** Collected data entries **
[Start of Attachment]

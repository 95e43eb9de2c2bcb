//! Database records and their queries.
//!
//! Every query scoped to a user filters on `user_id` so callers cannot reach
//! rows they do not own.

pub mod contact;
pub mod note;
pub mod user;

pub use contact::{Contact, ContactUpdate, NewContact};
pub use note::{Note, NoteStatus};
pub use user::User;
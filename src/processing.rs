//! Background note processing.

use sqlx::PgPool;

use crate::models::{Note, NoteStatus};

/// Mark a freshly created note as processed.
///
/// Returns the updated note, or `None` if it was deleted in the meantime.
pub async fn process_note(pool: &PgPool, note: &Note) -> Result<Option<Note>, sqlx::Error> {
    tracing::debug!(note_id = note.id, contact_id = note.contact_id, "Processing note");
    let processed = Note::set_status(pool, note.id, NoteStatus::Processed).await?;
    if processed.is_some() {
        tracing::info!(note_id = note.id, "Note processed");
    }
    Ok(processed)
}
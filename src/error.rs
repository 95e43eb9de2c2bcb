//! Application error type returned by handlers.

use std::sync::atomic::{AtomicBool, Ordering};

use axum::http::StatusCode;
use axum::response::{IntoResponse, Response};
use thiserror::Error;

use crate::auth::AuthError;
use crate::http::response::failure_with_detail;

const UNIQUE_VIOLATION: &str = "23505";
const FOREIGN_KEY_VIOLATION: &str = "23503";

static EXPOSE_DETAILS: AtomicBool = AtomicBool::new(false);

/// Include underlying error text in 500 responses (development only).
pub fn expose_error_details(enabled: bool) {
    EXPOSE_DETAILS.store(enabled, Ordering::Relaxed);
}

/// Application errors.
#[derive(Debug, Error)]
pub enum AppError {
    #[error("{0}")]
    BadRequest(String),

    #[error("{0}")]
    Unauthorized(String),

    #[error("{0}")]
    NotFound(String),

    #[error("database error: {0}")]
    Database(#[from] sqlx::Error),

    #[error("internal error: {0}")]
    Internal(String),

    #[error(transparent)]
    Auth(#[from] AuthError),
}

impl AppError {
    pub fn bad_request(message: impl Into<String>) -> Self {
        AppError::BadRequest(message.into())
    }

    pub fn not_found(message: impl Into<String>) -> Self {
        AppError::NotFound(message.into())
    }

    fn status_and_message(&self) -> (StatusCode, String) {
        match self {
            AppError::BadRequest(msg) => (StatusCode::BAD_REQUEST, msg.clone()),
            AppError::Unauthorized(msg) => (StatusCode::UNAUTHORIZED, msg.clone()),
            AppError::NotFound(msg) => (StatusCode::NOT_FOUND, msg.clone()),
            AppError::Database(sqlx::Error::Database(db)) => match db.code().as_deref() {
                Some(UNIQUE_VIOLATION) => (
                    StatusCode::BAD_REQUEST,
                    "Duplicate field value entered".to_string(),
                ),
                Some(FOREIGN_KEY_VIOLATION) => (
                    StatusCode::BAD_REQUEST,
                    "Referenced record does not exist".to_string(),
                ),
                _ => (StatusCode::INTERNAL_SERVER_ERROR, "Server error".to_string()),
            },
            AppError::Database(_) | AppError::Internal(_) | AppError::Auth(_) => {
                (StatusCode::INTERNAL_SERVER_ERROR, "Server error".to_string())
            }
        }
    }
}

impl IntoResponse for AppError {
    fn into_response(self) -> Response {
        if let AppError::Auth(err) = self {
            return err.into_response();
        }

        let (status, message) = self.status_and_message();

        let detail = if status.is_server_error() {
            tracing::error!(error = %self, "request failed");
            EXPOSE_DETAILS
                .load(Ordering::Relaxed)
                .then(|| self.to_string())
        } else {
            None
        };

        failure_with_detail(status, message, detail)
    }
}

/// Result type alias using AppError.
pub type AppResult<T> = Result<T, AppError>;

[End of Attachment]

** Exercise aim **
Copy every line above once more, precisely as it reads.

** Answer box **
repository 95e43eb9de2c2bcb
//! Database records and their queries.
//!
//! Every query scoped to a user filters on `user_id` so callers cannot reach
//! rows they do not own.

pub mod contact;
pub mod note;
pub mod user;

pub use contact::{Contact, ContactUpdate, NewContact};
pub use note::{Note, NoteStatus};
pub use user::User;
filename src/processing.rs
//! Background note processing.

use sqlx::PgPool;

use crate::models::{Note, NoteStatus};

/// Mark a freshly created note as processed.
///
/// Returns the updated note, or `None` if it was deleted in the meantime.
pub async fn process_note(pool: &PgPool, note: &Note) -> Result<Option<Note>, sqlx::Error> {
    tracing::debug!(note_id = note.id, contact_id = note.contact_id, "Processing note");
    let processed = Note::set_status(pool, note.id, NoteStatus::Processed).await?;
    if processed.is_some() {
        tracing::info!(note_id = note.id, "Note processed");
    }
    Ok(processed)
}
filename src/error.rs
repository 95e43eb9de2c2bcb
//! Application error type returned by handlers.

use std::sync::atomic::{AtomicBool, Ordering};

use axum::http::StatusCode;
use axum::response::{IntoResponse, Response};
use thiserror::Error;

use crate::auth::AuthError;
use crate::http::response::failure_with_detail;

const UNIQUE_VIOLATION: &str = "23505";
const FOREIGN_KEY_VIOLATION: &str = "23503";

static EXPOSE_DETAILS: AtomicBool = AtomicBool::new(false);

/// Include underlying error text in 500 responses (development only).
pub fn expose_error_details(enabled: bool) {
    EXPOSE_DETAILS.store(enabled, Ordering::Relaxed);
}

/// Application errors.
#[derive(Debug, Error)]
pub enum AppError {
    #[error("{0}")]
    BadRequest(String),

    #[error("{0}")]
    Unauthorized(String),

    #[error("{0}")]
    NotFound(String),

    #[error("database error: {0}")]
    Database(#[from] sqlx::Error),

    #[error("internal error: {0}")]
    Internal(String),

    #[error(transparent)]
    Auth(#[from] AuthError),
}

impl AppError {
    pub fn bad_request(message: impl Into<String>) -> Self {
        AppError::BadRequest(message.into())
    }

    pub fn not_found(message: impl Into<String>) -> Self {
        AppError::NotFound(message.into())
    }

    fn status_and_message(&self) -> (StatusCode, String) {
        match self {
            AppError::BadRequest(msg) => (StatusCode::BAD_REQUEST, msg.clone()),
            AppError::Unauthorized(msg) => (StatusCode::UNAUTHORIZED, msg.clone()),
            AppError::NotFound(msg) => (StatusCode::NOT_FOUND, msg.clone()),
            AppError::Database(sqlx::Error::Database(db)) => match db.code().as_deref() {
                Some(UNIQUE_VIOLATION) => (
                    StatusCode::BAD_REQUEST,
                    "Duplicate field value entered".to_string(),
                ),
                Some(FOREIGN_KEY_VIOLATION) => (
                    StatusCode::BAD_REQUEST,
                    "Referenced record does not exist".to_string(),
                ),
                _ => (StatusCode::INTERNAL_SERVER_ERROR, "Server error".to_string()),
            },
            AppError::Database(_) | AppError::Internal(_) | AppError::Auth(_) => {
                (StatusCode::INTERNAL_SERVER_ERROR, "Server error".to_string())
            }
        }
    }
}

impl IntoResponse for AppError {
    fn into_response(self) -> Response {
        if let AppError::Auth(err) = self {
            return err.into_response();
        }

        let (status, message) = self.status_and_message();

        let detail = if status.is_server_error() {
            tracing::error!(error = %self, "request failed");
            EXPOSE_DETAILS
                .load(Ordering::Relaxed)
                .then(|| self.to_string())
        } else {
            None
        };

        failure_with_detail(status, message, detail)
    }
}

/// Result type alias using AppError.
pub type AppResult<T> = Result<T, AppError>;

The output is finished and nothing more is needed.